I’d often wondered what they were cutting that Facebook with. All that inanity, and insanity, and lack of self-control and propensity for sometimes career-threatening embarrasment, and morals out the window and sheer filth – it’s all so clear now.
The inability to walk away from it, to leave it alone – an itch that has to be scratched, a digital open wound – the tippity-tappety of fingers on device, from morning ’til night – why couldn’t we see it? The Evil Boy Turd, Zuckerberg, is obviously lacing his product with something with the dependency-generating qualities of crack, or scag, or meth and the mind-to-cheese-turning properties of e or mephedrone.
Rather like the creepy bloke hanging around outside the campus gates, handing out sweeties for free, and promising to hand out more on demand. Which then turn out to cost something.
What’s that? Sorry? Oh. You mean you can’t adulterate a website with an addictive substance? So what’s going on then?
Oh.
So you’re saying that the compulsion to get on to Facebook or Twitter or MyTumblinstagram at every opportunity, the inability to carry out seemingly simple tasks without checking your alerts, is – in fact – just the failure of those with weak wills or limited self-control to get a grip?

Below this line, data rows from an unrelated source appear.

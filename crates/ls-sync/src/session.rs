//! # Session Synchronizer
//!
//! Front door to the identity provider plus the live join of "who is signed
//! in" with "their profile document". The provider only knows about
//! credentials, while usernames, streaks and check-ins live in the store.
//!
//! The email-verification gate lives here: providers happily hand back
//! sessions for unverified accounts, and this layer refuses them.

use std::sync::Arc;

use chrono::Utc;
use serde::Serialize;
use tokio::sync::watch;

use ls_core::error::{AppError, Result};
use ls_core::models::{AuthSession, ProfilePatch, SessionUser, UserProfile};
use ls_core::traits::{ProfileSnapshots, ProfileStore, SessionProvider};

/// Minimum the provider will accept anyway; checked early for a clean error.
const MIN_PASSWORD_LEN: usize = 6;

/// One emission of the session-profile join.
#[derive(Debug, Clone, Serialize)]
pub struct UserSnapshot {
    pub user: SessionUser,
    pub profile: Option<UserProfile>,
}

pub struct SessionSync {
    provider: Arc<dyn SessionProvider>,
    profiles: Arc<dyn ProfileStore>,
}

impl SessionSync {
    pub fn new(provider: Arc<dyn SessionProvider>, profiles: Arc<dyn ProfileStore>) -> Self {
        Self { provider, profiles }
    }

    /// Registers an account; the provider queues the verification mail.
    pub async fn sign_up(&self, username: &str, email: &str, password: &str) -> Result<SessionUser> {
        if username.trim().is_empty() {
            return Err(AppError::Validation("username must not be empty".into()));
        }
        if password.len() < MIN_PASSWORD_LEN {
            return Err(AppError::Validation(format!(
                "password must be at least {MIN_PASSWORD_LEN} characters"
            )));
        }
        self.provider
            .sign_up(email, password, username.trim())
            .await
            .map_err(|err| AppError::Validation(err.to_string()))
    }

    /// Password sign-in, gated on a verified email address.
    pub async fn sign_in(&self, email: &str, password: &str) -> Result<AuthSession> {
        let session = self
            .provider
            .sign_in_with_password(email, password)
            .await?
            .ok_or_else(|| AppError::AuthRejected("invalid email or password".into()))?;
        if !session.user.email_verified {
            // Don't leave a usable token behind for a gated account.
            self.provider.sign_out(&session.token).await?;
            return Err(AppError::AuthRejected(
                "please verify your email before logging in".into(),
            ));
        }
        Ok(session)
    }

    /// Federated sign-in; accounts from external providers arrive verified.
    pub async fn sign_in_with_provider(&self, assertion: &str) -> Result<AuthSession> {
        self.provider
            .sign_in_with_provider(assertion)
            .await
            .map_err(|err| AppError::AuthRejected(err.to_string()))
    }

    pub async fn send_password_reset(&self, email: &str) -> Result<()> {
        if email.trim().is_empty() {
            return Err(AppError::Validation("please enter your email first".into()));
        }
        self.provider.send_password_reset(email).await?;
        Ok(())
    }

    pub async fn sign_out(&self, token: &str) -> Result<()> {
        self.provider.sign_out(token).await?;
        Ok(())
    }

    /// Resolves a bearer token to its session user, if any.
    pub async fn resolve(&self, token: &str) -> Result<Option<SessionUser>> {
        Ok(self.provider.session_user(token).await?)
    }

    pub async fn profile(&self, uid: &str) -> Result<Option<UserProfile>> {
        Ok(self.profiles.get_profile(uid).await?)
    }

    /// Saves profile edits: display name through the provider, username and
    /// email as a merge write on the profile document.
    pub async fn update_profile(
        &self,
        user: &SessionUser,
        display_name: Option<&str>,
        username: Option<&str>,
    ) -> Result<()> {
        if let Some(name) = display_name {
            if name != user.display_name {
                self.provider.update_display_name(&user.uid, name).await?;
            }
        }
        self.profiles
            .merge_profile(
                &user.uid,
                ProfilePatch {
                    username: username.map(|u| u.to_string()),
                    email: Some(user.email.clone()),
                    updated_at: Some(Utc::now()),
                    ..ProfilePatch::default()
                },
            )
            .await?;
        Ok(())
    }

    /// Joined live feed of session changes and the signed-in user's profile
    /// document. Signing out drops the profile subscription and emits `None`;
    /// the feed task ends once every receiver is gone.
    pub fn user_feed(&self) -> watch::Receiver<Option<UserSnapshot>> {
        let (tx, rx) = watch::channel(None);
        let mut sessions = self.provider.on_session_change();
        let profiles = Arc::clone(&self.profiles);

        tokio::spawn(async move {
            let mut current: Option<SessionUser> = sessions.borrow().clone();
            let mut profile_rx: Option<ProfileSnapshots> =
                current.as_ref().map(|u| profiles.watch_profile(&u.uid));
            // The channel already starts at None; only a live session is
            // worth an initial emission.
            if current.is_some() && emit(&tx, &current, profile_rx.as_ref()).is_err() {
                return;
            }
            loop {
                tokio::select! {
                    changed = sessions.changed() => {
                        if changed.is_err() {
                            break;
                        }
                        current = sessions.borrow_and_update().clone();
                        profile_rx = current.as_ref().map(|u| profiles.watch_profile(&u.uid));
                        if emit(&tx, &current, profile_rx.as_ref()).is_err() {
                            break;
                        }
                    }
                    changed = wait_profile(&mut profile_rx) => {
                        if changed.is_err() {
                            profile_rx = None;
                            continue;
                        }
                        if let Some(rx) = profile_rx.as_mut() {
                            rx.borrow_and_update();
                        }
                        if emit(&tx, &current, profile_rx.as_ref()).is_err() {
                            break;
                        }
                    }
                }
            }
        });

        rx
    }
}

async fn wait_profile(
    profile_rx: &mut Option<ProfileSnapshots>,
) -> std::result::Result<(), watch::error::RecvError> {
    match profile_rx.as_mut() {
        Some(rx) => rx.changed().await,
        None => std::future::pending().await,
    }
}

fn emit(
    tx: &watch::Sender<Option<UserSnapshot>>,
    user: &Option<SessionUser>,
    profile_rx: Option<&ProfileSnapshots>,
) -> std::result::Result<(), watch::error::SendError<Option<UserSnapshot>>> {
    tx.send(user.clone().map(|user| UserSnapshot {
        user,
        profile: profile_rx.and_then(|rx| rx.borrow().clone()),
    }))
}

#[cfg(test)]
mod tests {
    use super::*;
    use ls_auth_local::LocalSessionProvider;
    use ls_store_memory::MemoryDocumentStore;

    fn harness() -> (Arc<LocalSessionProvider>, Arc<MemoryDocumentStore>, SessionSync) {
        let provider = Arc::new(LocalSessionProvider::new());
        let store = Arc::new(MemoryDocumentStore::new());
        let sync = SessionSync::new(
            provider.clone() as Arc<dyn SessionProvider>,
            store.clone() as Arc<dyn ProfileStore>,
        );
        (provider, store, sync)
    }

    #[tokio::test]
    async fn test_unverified_sign_in_is_rejected() {
        let (provider, _, sync) = harness();
        sync.sign_up("ada", "ada@example.com", "hunter22").await.unwrap();

        let err = sync.sign_in("ada@example.com", "hunter22").await.unwrap_err();
        assert!(matches!(err, AppError::AuthRejected(_)));

        provider.force_verify("ada@example.com");
        let session = sync.sign_in("ada@example.com", "hunter22").await.unwrap();
        assert!(session.user.email_verified);
        assert_eq!(session.user.display_name, "ada");
    }

    #[tokio::test]
    async fn test_bad_credentials_are_rejected() {
        let (provider, _, sync) = harness();
        sync.sign_up("ada", "ada@example.com", "hunter22").await.unwrap();
        provider.force_verify("ada@example.com");

        let err = sync.sign_in("ada@example.com", "wrong").await.unwrap_err();
        assert!(matches!(err, AppError::AuthRejected(_)));
        let err = sync.sign_in("nobody@example.com", "hunter22").await.unwrap_err();
        assert!(matches!(err, AppError::AuthRejected(_)));
    }

    #[tokio::test]
    async fn test_short_password_fails_validation() {
        let (_, _, sync) = harness();
        let err = sync.sign_up("ada", "ada@example.com", "tiny").await.unwrap_err();
        assert!(matches!(err, AppError::Validation(_)));
    }

    #[tokio::test]
    async fn test_user_feed_joins_session_and_profile() {
        let (provider, store, sync) = harness();
        let user = sync.sign_up("ada", "ada@example.com", "hunter22").await.unwrap();
        provider.force_verify("ada@example.com");

        let mut feed = sync.user_feed();
        assert!(feed.borrow().is_none());

        let session = sync.sign_in("ada@example.com", "hunter22").await.unwrap();
        feed.changed().await.unwrap();
        {
            let snapshot = feed.borrow_and_update();
            let snapshot = snapshot.as_ref().unwrap();
            assert_eq!(snapshot.user.uid, user.uid);
            assert!(snapshot.profile.is_none());
        }

        // A profile write while signed in flows into the feed.
        store
            .merge_profile(
                &user.uid,
                ProfilePatch {
                    username: Some("ada_reads".into()),
                    ..ProfilePatch::default()
                },
            )
            .await
            .unwrap();
        feed.changed().await.unwrap();
        {
            let snapshot = feed.borrow_and_update();
            let profile = snapshot.as_ref().unwrap().profile.as_ref().unwrap();
            assert_eq!(profile.username, "ada_reads");
        }

        sync.sign_out(&session.token).await.unwrap();
        feed.changed().await.unwrap();
        assert!(feed.borrow_and_update().is_none());
    }
}
//! # ls-catalog-google
//!
//! `BookCatalog` implementation over the Google Books volumes API. A strict
//! pass-through: one request per call, no caching, no retry. Failures of any
//! kind (network, status, decode) are logged and reported as an empty
//! result, matching the catalog port's infallible contract.

use async_trait::async_trait;
use secrecy::{ExposeSecret, SecretString};
use serde::Deserialize;
use tracing::warn;

use ls_core::models::{BookDetail, BookIdentifier, BookSummary};
use ls_core::traits::BookCatalog;

pub const DEFAULT_BASE_URL: &str = "https://www.googleapis.com/books/v1";

pub struct GoogleBooksCatalog {
    http: reqwest::Client,
    base_url: String,
    api_key: SecretString,
}

impl GoogleBooksCatalog {
    pub fn new(base_url: impl Into<String>, api_key: SecretString) -> Self {
        Self {
            http: reqwest::Client::new(),
            base_url: base_url.into(),
            api_key,
        }
    }

    async fn fetch_json<T: serde::de::DeserializeOwned>(
        &self,
        url: String,
        query: &[(&str, &str)],
    ) -> Option<T> {
        let response = match self
            .http
            .get(&url)
            .query(query)
            .query(&[("key", self.api_key.expose_secret())])
            .send()
            .await
        {
            Ok(response) => response,
            Err(err) => {
                warn!(%url, error = %err, "catalog request failed");
                return None;
            }
        };
        if !response.status().is_success() {
            warn!(%url, status = %response.status(), "catalog request rejected");
            return None;
        }
        match response.json::<T>().await {
            Ok(value) => Some(value),
            Err(err) => {
                warn!(%url, error = %err, "catalog response did not parse");
                None
            }
        }
    }
}

#[async_trait]
impl BookCatalog for GoogleBooksCatalog {
    async fn search(&self, query: &str) -> Vec<BookSummary> {
        let url = format!("{}/volumes", self.base_url);
        let Some(response) = self
            .fetch_json::<VolumesResponse>(url, &[("q", query)])
            .await
        else {
            return vec![];
        };
        response
            .items
            .unwrap_or_default()
            .into_iter()
            .map(summary_from)
            .collect()
    }

    async fn volume(&self, id: &str) -> Option<BookDetail> {
        let url = format!("{}/volumes/{id}", self.base_url);
        self.fetch_json::<VolumeDoc>(url, &[]).await.map(detail_from)
    }
}

// ── Wire format ──────────────────────────────────────────────────────────────

#[derive(Debug, Deserialize)]
struct VolumesResponse {
    items: Option<Vec<VolumeDoc>>,
}

#[derive(Debug, Deserialize)]
#[serde(rename_all = "camelCase")]
struct VolumeDoc {
    id: String,
    #[serde(default)]
    volume_info: VolumeInfo,
}

#[derive(Debug, Default, Deserialize)]
#[serde(rename_all = "camelCase")]
struct VolumeInfo {
    title: Option<String>,
    subtitle: Option<String>,
    #[serde(default)]
    authors: Vec<String>,
    description: Option<String>,
    image_links: Option<ImageLinks>,
    preview_link: Option<String>,
    page_count: Option<u32>,
    average_rating: Option<f64>,
    ratings_count: Option<u32>,
    #[serde(default)]
    industry_identifiers: Vec<IndustryIdentifier>,
}

#[derive(Debug, Deserialize)]
#[serde(rename_all = "camelCase")]
struct ImageLinks {
    thumbnail: Option<String>,
    small_thumbnail: Option<String>,
}

#[derive(Debug, Deserialize)]
struct IndustryIdentifier {
    #[serde(rename = "type")]
    kind: String,
    identifier: String,
}

fn thumbnail_of(info: &VolumeInfo) -> Option<String> {
    info.image_links
        .as_ref()
        .and_then(|links| links.thumbnail.clone().or_else(|| links.small_thumbnail.clone()))
}

fn summary_from(doc: VolumeDoc) -> BookSummary {
    let thumbnail = thumbnail_of(&doc.volume_info);
    BookSummary {
        id: doc.id,
        title: doc.volume_info.title.unwrap_or_else(|| "Untitled".into()),
        authors: doc.volume_info.authors,
        thumbnail,
    }
}

fn detail_from(doc: VolumeDoc) -> BookDetail {
    let thumbnail = thumbnail_of(&doc.volume_info);
    let info = doc.volume_info;
    BookDetail {
        id: doc.id,
        title: info.title.unwrap_or_else(|| "Untitled".into()),
        subtitle: info.subtitle,
        authors: info.authors,
        description_html: info.description,
        thumbnail,
        preview_link: info.preview_link,
        page_count: info.page_count,
        average_rating: info.average_rating,
        ratings_count: info.ratings_count,
        identifiers: info
            .industry_identifiers
            .into_iter()
            .map(|id| BookIdentifier {
                kind: id.kind,
                value: id.identifier,
            })
            .collect(),
    }
}

#[cfg(test)]
mod tests {
    use super::*;

    #[test]
    fn test_volume_wire_format_maps_to_detail() {
        let doc: VolumeDoc = serde_json::from_value(serde_json::json!({
            "id": "zyTCAlFPjgYC",
            "volumeInfo": {
                "title": "The Google Story",
                "subtitle": "Inside the Hottest Business",
                "authors": ["David A. Vise", "Mark Malseed"],
                "description": "<p>Raw <b>markup</b> from the catalog.</p>",
                "pageCount": 207,
                "averageRating": 3.5,
                "ratingsCount": 136,
                "previewLink": "http://books.google.com/books?id=zyTCAlFPjgYC",
                "imageLinks": {
                    "smallThumbnail": "http://books.google.com/small.jpg",
                    "thumbnail": "http://books.google.com/thumb.jpg"
                },
                "industryIdentifiers": [
                    { "type": "ISBN_10", "identifier": "055380457X" }
                ]
            }
        }))
        .unwrap();

        let detail = detail_from(doc);
        assert_eq!(detail.title, "The Google Story");
        assert_eq!(detail.authors.len(), 2);
        assert_eq!(detail.thumbnail.as_deref(), Some("http://books.google.com/thumb.jpg"));
        assert_eq!(detail.page_count, Some(207));
        assert_eq!(detail.identifiers[0].kind, "ISBN_10");
        assert_eq!(
            detail.description_html.as_deref(),
            Some("<p>Raw <b>markup</b> from the catalog.</p>")
        );
    }

    #[test]
    fn test_sparse_volume_still_maps() {
        let doc: VolumeDoc =
            serde_json::from_value(serde_json::json!({ "id": "bare" })).unwrap();
        let summary = summary_from(doc);
        assert_eq!(summary.title, "Untitled");
        assert!(summary.authors.is_empty());
        assert!(summary.thumbnail.is_none());
    }
}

And, further, that the flood of rubbish content found on social media is not the result of substance raddled minds, but simply of the fact that the vast majority of people using these media are self-obsessed, sub-standard mutants with barely an original thought to share between them?
In summary then, this new ‘addiction’ is not really an addiction at all. It’s an excuse for people not to put their devices down. It’s an excuse for them to behave badly and justify their rudeness? It creates a new industry – people who treat social media addictions – and it breathes the oxygen of publicity (once again) into something that is purposeless and (so far) valueless?
Ah.
So this article (from the Evening Standard) is hardly worth reading.